Please return only the lines from the one holding "on its own." through the one holding "pub fn abort(self)", exactly as they appear in the records below, both ends included.

<<<<

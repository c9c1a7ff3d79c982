// src/watch/watcher.rs

use std::path::{Path, PathBuf};

use anyhow::{Context, Result};
use notify::{Config, Event, EventKind, RecommendedWatcher, RecursiveMode, Watcher};
use tokio::task::JoinHandle;
use tracing::{debug, info, warn};

use crate::errors::EngineError;
use crate::watch::reload::{ConfigReloader, ReloadOutcome};

/// Handle for the config file watcher.
///
/// Keeps the underlying `RecommendedWatcher` alive. Dropping it stops
/// watching; the forwarding task then ends on its own.
pub struct WatcherHandle {
    _inner: RecommendedWatcher,
    task: JoinHandle<()>,
}

impl std::fmt::Debug for WatcherHandle {
    fn fmt(&self, f: &mut std::fmt::Formatter<'_>) -> std::fmt::Result {
        f.debug_struct("WatcherHandle").finish_non_exhaustive()
    }
}

impl WatcherHandle {
    pub fn abort(self) {
        self.task.abort();
    }
}

/// Watch the reloader's config file and reload on every content change.
///
/// The parent directory is watched non-recursively, since editors often
/// replace a file by renaming over it; events for other files are ignored.
pub fn spawn_config_watcher(mut reloader: ConfigReloader) -> Result<WatcherHandle> {
    let path = reloader.path().to_path_buf();
    let target = path.canonicalize().unwrap_or_else(|_| path.clone());
    let dir = watch_dir(&target);

    if let Err(err) = reloader.prime() {
        warn!(error = %err, "could not hash initial config; first change will reload");
    }

    // Channel from the blocking notify callback into the async world.
    let (event_tx, mut event_rx) = tokio::sync::mpsc::unbounded_channel::<Event>();

    let mut watcher = RecommendedWatcher::new(
        move |res: notify::Result<Event>| match res {
            Ok(event) => {
                if let Err(err) = event_tx.send(event) {
                    eprintln!("pipesim: failed to forward notify event: {err}");
                }
            }
            Err(err) => {
                eprintln!("pipesim: config watch error: {err}");
            }
        },
        Config::default(),
    )
    .context("creating config file watcher")?;

    watcher
        .watch(&dir, RecursiveMode::NonRecursive)
        .with_context(|| format!("watching {dir:?}"))?;
    info!(path = ?target, "config watcher started");

    let task = tokio::spawn(async move {
        while let Some(event) = event_rx.recv().await {
            if !is_relevant(&event, &target) {
                continue;
            }
            debug!(?event, "config file event");

            match reloader.reload().await {
                Ok(ReloadOutcome::Applied(report)) => {
                    debug!(?report, "reload applied");
                }
                Ok(ReloadOutcome::Rejected(_)) | Ok(ReloadOutcome::Unchanged) => {}
                Err(err) => {
                    warn!(error = %err, "config reload failed");
                    let closed = err
                        .chain()
                        .any(|e| matches!(e.downcast_ref::<EngineError>(), Some(EngineError::EngineClosed)));
                    if closed {
                        break;
                    }
                }
            }
        }
        debug!("config watcher loop finished");
    });

    Ok(WatcherHandle {
        _inner: watcher,
        task,
    })
}

fn watch_dir(target: &Path) -> PathBuf {
    match target.parent() {
        Some(parent) if !parent.as_os_str().is_empty() => parent.to_path_buf(),
        _ => PathBuf::from("."),
    }
}

/// Content-changing events that touch the watched file. Only its directory
/// is watched, so the file name identifies it.
fn is_relevant(event: &Event, target: &Path) -> bool {
    let kind_matches = matches!(
        event.kind,
        EventKind::Create(_) | EventKind::Modify(_) | EventKind::Any
    );
    kind_matches && event.paths.iter().any(|p| p.file_name() == target.file_name())
}

#[cfg(test)]
mod tests {
    use super::*;
    use notify::event::{CreateKind, ModifyKind};

    #[test]
    fn only_content_events_for_the_target_count() {
        let target = PathBuf::from("/tmp/project/Pipesim.toml");
        let modify = Event::new(EventKind::Modify(ModifyKind::Any)).add_path(target.clone());
        let other = Event::new(EventKind::Create(CreateKind::File))
            .add_path(PathBuf::from("/tmp/project/README.md"));
        let remove = Event::new(EventKind::Remove(notify::event::RemoveKind::File))
            .add_path(target.clone());

        assert!(is_relevant(&modify, &target));
        assert!(!is_relevant(&other, &target));
        assert!(!is_relevant(&remove, &target));
    }

    #[test]
    fn bare_file_name_watches_current_dir() {
        assert_eq!(watch_dir(Path::new("Pipesim.toml")), PathBuf::from("."));
        assert_eq!(
            watch_dir(Path::new("/etc/pipesim/Pipesim.toml")),
            PathBuf::from("/etc/pipesim")
        );
    }
}
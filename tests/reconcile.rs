use std::error::Error;

use pipesim::engine::PipelineEngine;
use pipesim::types::{JobStatus, PipelineSource, PipelineStatus};
use pipesim_test_utils::builders::{
    ConfigFileBuilder, JobBuilder, PipelineBuilder, RunnerBuilder, ScheduleBuilder,
};
use pipesim_test_utils::{at, init_tracing};

type TestResult = Result<(), Box<dyn Error>>;

fn build_pipeline(id: &str, duration: &str) -> PipelineBuilder {
    PipelineBuilder::new(id).job("build", JobBuilder::new("compile").duration(duration).build())
}

#[test]
fn removing_a_template_cancels_its_live_executions() -> TestResult {
    init_tracing();
    let cfg = ConfigFileBuilder::new()
        .with_runner(RunnerBuilder::new("r1").max_jobs(2).build())
        .with_pipeline(build_pipeline("web", "10m").build())
        .with_pipeline(build_pipeline("api", "10m").build())
        .build();
    let mut engine = PipelineEngine::new(cfg);

    let web = engine.start("web", at(0), PipelineSource::Push)?;
    let api = engine.start("api", at(0), PipelineSource::Push)?;

    let next = ConfigFileBuilder::new()
        .with_runner(RunnerBuilder::new("r1").max_jobs(2).build())
        .with_pipeline(build_pipeline("api", "10m").build())
        .with_pipeline(build_pipeline("docs", "1m").build())
        .build();
    let report = engine.update_config(next);

    assert_eq!(report.templates.added, vec!["docs".to_string()]);
    assert_eq!(report.templates.removed, vec!["web".to_string()]);
    assert!(report.templates.updated.is_empty());
    assert_eq!(report.canceled, vec![web]);

    assert_eq!(engine.pipeline(web)?.status, PipelineStatus::Canceled);
    assert_eq!(engine.pipeline(api)?.status, PipelineStatus::Running);
    assert_eq!(engine.list_runners()[0].current_jobs, 1);
    assert!(engine.templates().get("web").is_none());
    Ok(())
}

#[test]
fn running_executions_keep_their_template_snapshot() -> TestResult {
    let cfg = ConfigFileBuilder::new()
        .with_runner(RunnerBuilder::new("r1").max_jobs(2).build())
        .with_pipeline(
            build_pipeline("main", "1m")
                .job("test", JobBuilder::new("unit").build())
                .build(),
        )
        .build();
    let mut engine = PipelineEngine::new(cfg);
    let old = engine.start("main", at(0), PipelineSource::Push)?;

    let next = ConfigFileBuilder::new()
        .with_runner(RunnerBuilder::new("r1").max_jobs(2).build())
        .with_pipeline(build_pipeline("main", "1m").build())
        .build();
    let report = engine.update_config(next);
    assert_eq!(report.templates.updated, vec!["main".to_string()]);

    engine.tick(at(60));
    let exec = engine.pipeline(old)?;
    assert_eq!(exec.stages.len(), 2);
    assert!(exec.jobs().any(|j| j.name == "unit" && j.status == JobStatus::Running));

    let new = engine.start("main", at(60), PipelineSource::Push)?;
    assert_eq!(engine.pipeline(new)?.stages.len(), 1);
    Ok(())
}

#[test]
fn busy_runner_retires_until_drained() -> TestResult {
    let cfg = ConfigFileBuilder::new()
        .with_runner(RunnerBuilder::new("old").build())
        .with_pipeline(build_pipeline("main", "1m").build())
        .build();
    let mut engine = PipelineEngine::new(cfg);
    let first = engine.start("main", at(0), PipelineSource::Push)?;

    let next = ConfigFileBuilder::new()
        .with_runner(RunnerBuilder::new("new").build())
        .with_pipeline(build_pipeline("main", "1m").build())
        .build();
    let report = engine.update_config(next);
    assert_eq!(report.runners.added, vec!["new".to_string()]);
    assert_eq!(report.runners.retiring, vec!["old".to_string()]);
    assert!(report.runners.removed.is_empty());

    // The retiring runner takes no new work.
    let second = engine.start("main", at(10), PipelineSource::Push)?;
    let bound = |engine: &PipelineEngine, id| -> Result<Option<String>, Box<dyn Error>> {
        Ok(engine
            .pipeline(id)?
            .jobs()
            .next()
            .and_then(|j| j.runner_id.clone()))
    };
    assert_eq!(bound(&engine, first)?, Some("old".to_string()));
    assert_eq!(bound(&engine, second)?, Some("new".to_string()));

    engine.tick(at(60));
    assert_eq!(engine.pipeline(first)?.status, PipelineStatus::Success);
    let ids: Vec<&str> = engine.list_runners().iter().map(|r| r.id.as_str()).collect();
    assert_eq!(ids, vec!["new"]);
    Ok(())
}

#[test]
fn shrinking_capacity_never_strands_running_jobs() -> TestResult {
    let cfg = ConfigFileBuilder::new()
        .with_runner(RunnerBuilder::new("r1").max_jobs(3).build())
        .with_pipeline(
            PipelineBuilder::new("main")
                .job("build", JobBuilder::new("a").build())
                .job("build", JobBuilder::new("b").build())
                .job("build", JobBuilder::new("c").build())
                .build(),
        )
        .build();
    let mut engine = PipelineEngine::new(cfg);
    let id = engine.start("main", at(0), PipelineSource::Push)?;
    assert_eq!(engine.list_runners()[0].current_jobs, 3);

    let next = ConfigFileBuilder::new()
        .with_runner(RunnerBuilder::new("r1").max_jobs(1).build())
        .with_pipeline(build_pipeline("main", "1m").build())
        .build();
    engine.update_config(next);
    let runner = &engine.list_runners()[0];
    assert!(runner.current_jobs <= runner.max_jobs);

    engine.tick(at(60));
    assert_eq!(engine.pipeline(id)?.status, PipelineStatus::Success);
    assert_eq!(engine.list_runners()[0].max_jobs, 1);
    assert_eq!(engine.list_runners()[0].current_jobs, 0);
    Ok(())
}

#[test]
fn schedules_variables_and_environments_are_reconciled() -> TestResult {
    let cfg = ConfigFileBuilder::new()
        .with_variable("REGISTRY", "registry.local")
        .with_runner(RunnerBuilder::new("r1").build())
        .with_pipeline(
            PipelineBuilder::new("main")
                .job("deploy", JobBuilder::new("ship").environment("staging").build())
                .build(),
        )
        .with_schedule(ScheduleBuilder::new("hourly", "main", "0 * * * *").build())
        .with_schedule(ScheduleBuilder::new("daily", "main", "0 3 * * *").build())
        .build();
    let mut engine = PipelineEngine::new(cfg);
    engine.start("main", at(0), PipelineSource::Push)?;
    engine.tick(at(60));
    assert_eq!(engine.list_environments().len(), 1);

    let next = ConfigFileBuilder::new()
        .with_variable("REGISTRY", "registry.example.com")
        .with_variable("RUST_LOG", "debug")
        .with_runner(RunnerBuilder::new("r1").build())
        .with_pipeline(
            PipelineBuilder::new("main")
                .job("build", JobBuilder::new("compile").build())
                .build(),
        )
        .with_schedule(ScheduleBuilder::new("hourly", "main", "30 * * * *").build())
        .with_schedule(ScheduleBuilder::new("weekly", "main", "0 0 * * 0").build())
        .build();
    let report = engine.update_config(next);

    assert_eq!(report.schedules.added, vec!["weekly".to_string()]);
    assert_eq!(report.schedules.removed, vec!["daily".to_string()]);
    assert_eq!(report.schedules.updated, vec!["hourly".to_string()]);
    assert_eq!(report.variables, 2);
    let registry = engine
        .list_variables()
        .iter()
        .find(|v| v.key == "REGISTRY")
        .ok_or("REGISTRY missing")?;
    assert_eq!(registry.value, "registry.example.com");

    // Staging saw a deployment, so it stays even though nothing declares it.
    assert_eq!(report.environments, 1);
    assert_eq!(engine.list_environments()[0].name, "staging");
    Ok(())
}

>>>>

### ANSWER AREA
/// watching; the forwarding task then ends on its own.
pub struct WatcherHandle {
    _inner: RecommendedWatcher,
    task: JoinHandle<()>,
}

impl std::fmt::Debug for WatcherHandle {
    fn fmt(&self, f: &mut std::fmt::Formatter<'_>) -> std::fmt::Result {
        f.debug_struct("WatcherHandle").finish_non_exhaustive()
    }
}

impl WatcherHandle {
    pub fn abort(self) {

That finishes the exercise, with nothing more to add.